Collection Title: Jackson Purchase Oral History Project – Schools and Education
Series Number: OH265
Interviewee: Peyton, Bill
Interviewer: Perry, Eura Sanford
Date interviewed: July 14, 1979
Processed by: O'Daniel, Hannah
Date processed: April 4, 2014
Description: 1 sound disc (50 minutes)
Abstract: Eura Perry describes attending the Beasley School in Graves County, Kentucky in the early 1900s. She noted that the schoolhouse was the site of community activities, from social events, meetings and church activities. She described the limited role of the county board of education in providing supplies for the school. She recounted how she was able to obtain a teacher's certificate after one year of high school. She told of the creation of West Kentucky Industrial College in Paducah and the various functions of the first building. She discussed her teaching jobs in one-room schools in Ballard County and Graves County, including who she boarded with, her salaries and the conditions of the buildings. She mentioned her desire to complete her high school education, which led her to enroll in West Kentucky Industrial College. She described her twelve years teaching at Lincoln Junior High School in Paducah and attending summer sessions at Indiana University. She recalled the various crops that her father grew and how his sorghum mill became a makeshift community center when it was planting time for the sorghum. She recounted her childhood home and various social gatherings in the community. She highlighted the destruction of the Paducah Flood of 1937 and the temporary displacement it caused. She ended the interview by explaining what moved her to become a teacher and advised “to thine own self be true,” to African American youth.

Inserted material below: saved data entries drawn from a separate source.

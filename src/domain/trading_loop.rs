//! The trading cycle and its driver.
//!
//! One cycle runs `FetchMarketData -> RunScreenerAndRisk -> ExecuteOrders ->
//! EmitMetrics`. [`TradingLoop::run`] repeats cycles with a sleep between
//! them and moves to `ErrorBackoff` when a cycle fails. Tickers are handled
//! one at a time in configured order.

use serde::Serialize;
use std::collections::HashMap;
use std::sync::atomic::{AtomicBool, Ordering};
use tracing::{debug, error, info, warn};

use chrono::{DateTime, Utc};

use crate::domain::backoff::Backoff;
use crate::domain::config::TradingConfig;
use crate::domain::error::TraderError;
use crate::domain::executor::{ExecutionOutcome, OrderExecutor};
use crate::domain::market::MarketSnapshot;
use crate::domain::metrics::CycleMetrics;
use crate::domain::order::{Order, OrderRequest, OrderSide};
use crate::domain::portfolio::PortfolioState;
use crate::domain::position_manager::PositionManager;
use crate::domain::risk::{self, RiskDecision};
use crate::domain::signal::{Direction, RejectReason, Signal, SignalJournal, SignalOutcome};
use crate::domain::status::EngineStatus;
use crate::domain::strategy::{Strategy, build_strategy};
use crate::ports::clock_port::{Clock, Sleeper};
use crate::ports::gateway_port::GatewayPort;
use crate::ports::status_port::StatusPort;

#[derive(Debug, Clone, Copy, PartialEq, Eq, Serialize)]
pub enum LoopPhase {
    Idle,
    FetchMarketData,
    RunScreenerAndRisk,
    ExecuteOrders,
    EmitMetrics,
    Sleep,
    ErrorBackoff,
}

#[derive(Debug, Clone, Copy, Default, PartialEq, Eq)]
pub struct RunSummary {
    pub cycles_attempted: u64,
    pub cycles_failed: u64,
}

/// An entry that passed risk, waiting for the execution phase.
struct PlannedEntry {
    signal: Signal,
    quantity: i64,
}

pub struct TradingLoop<'a> {
    config: &'a TradingConfig,
    strategy: Box<dyn Strategy>,
    positions: PositionManager,
    executor: OrderExecutor,
    journal: SignalJournal,
    backoff: Backoff,
    status_port: Option<Box<dyn StatusPort + 'a>>,
    phase: LoopPhase,
    peak_equity: f64,
    entries_halted: bool,
    cycles_completed: u64,
    last_state: Option<PortfolioState>,
    last_metrics: Option<CycleMetrics>,
    last_error: Option<String>,
}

Biographical / Historical note: Eura Sanford Perry was born on May 6, 1900 in Mayfield, Kentucky. She was a daughter of Harvey and Ritterann Beasley Sanford. Her mother died early in her life, leaving her father to raise eight children. She attended Beasley School, whose maternal grandfather had donated the land for the school. She completed one year at Lincoln High School in Paducah, Kentucky and then took the teacher certification exam at West Kentucky Industrial College. Her first teaching position was for one term in Lovelaceville, Ballard County, Kentucky. The following term, she taught in Graves County. She paused her teaching career for three years to complete her high school education at West Kentucky Industrial College. She returned to teach for two years in the community of Campbell in Ballard County. She spent three years at Lane College in Jackson, Tennessee and one year at Kentucky State College, where she graduated with a Bachelor degree. She taught at Lincoln Junior High School for twelve years and attended summer sessions at Indiana University in Bloomington, Indiana. She met her husband, Dewitt Perry, in Bloomington and they married on July 29, 1943 in Ohio. After they married, she taught in Kentucky for one year before moving to Detroit, Michigan. Her last place of residence was in Lexington, Kentucky. She died at the age of 84 on September 18, 1984 and is buried in Paducah.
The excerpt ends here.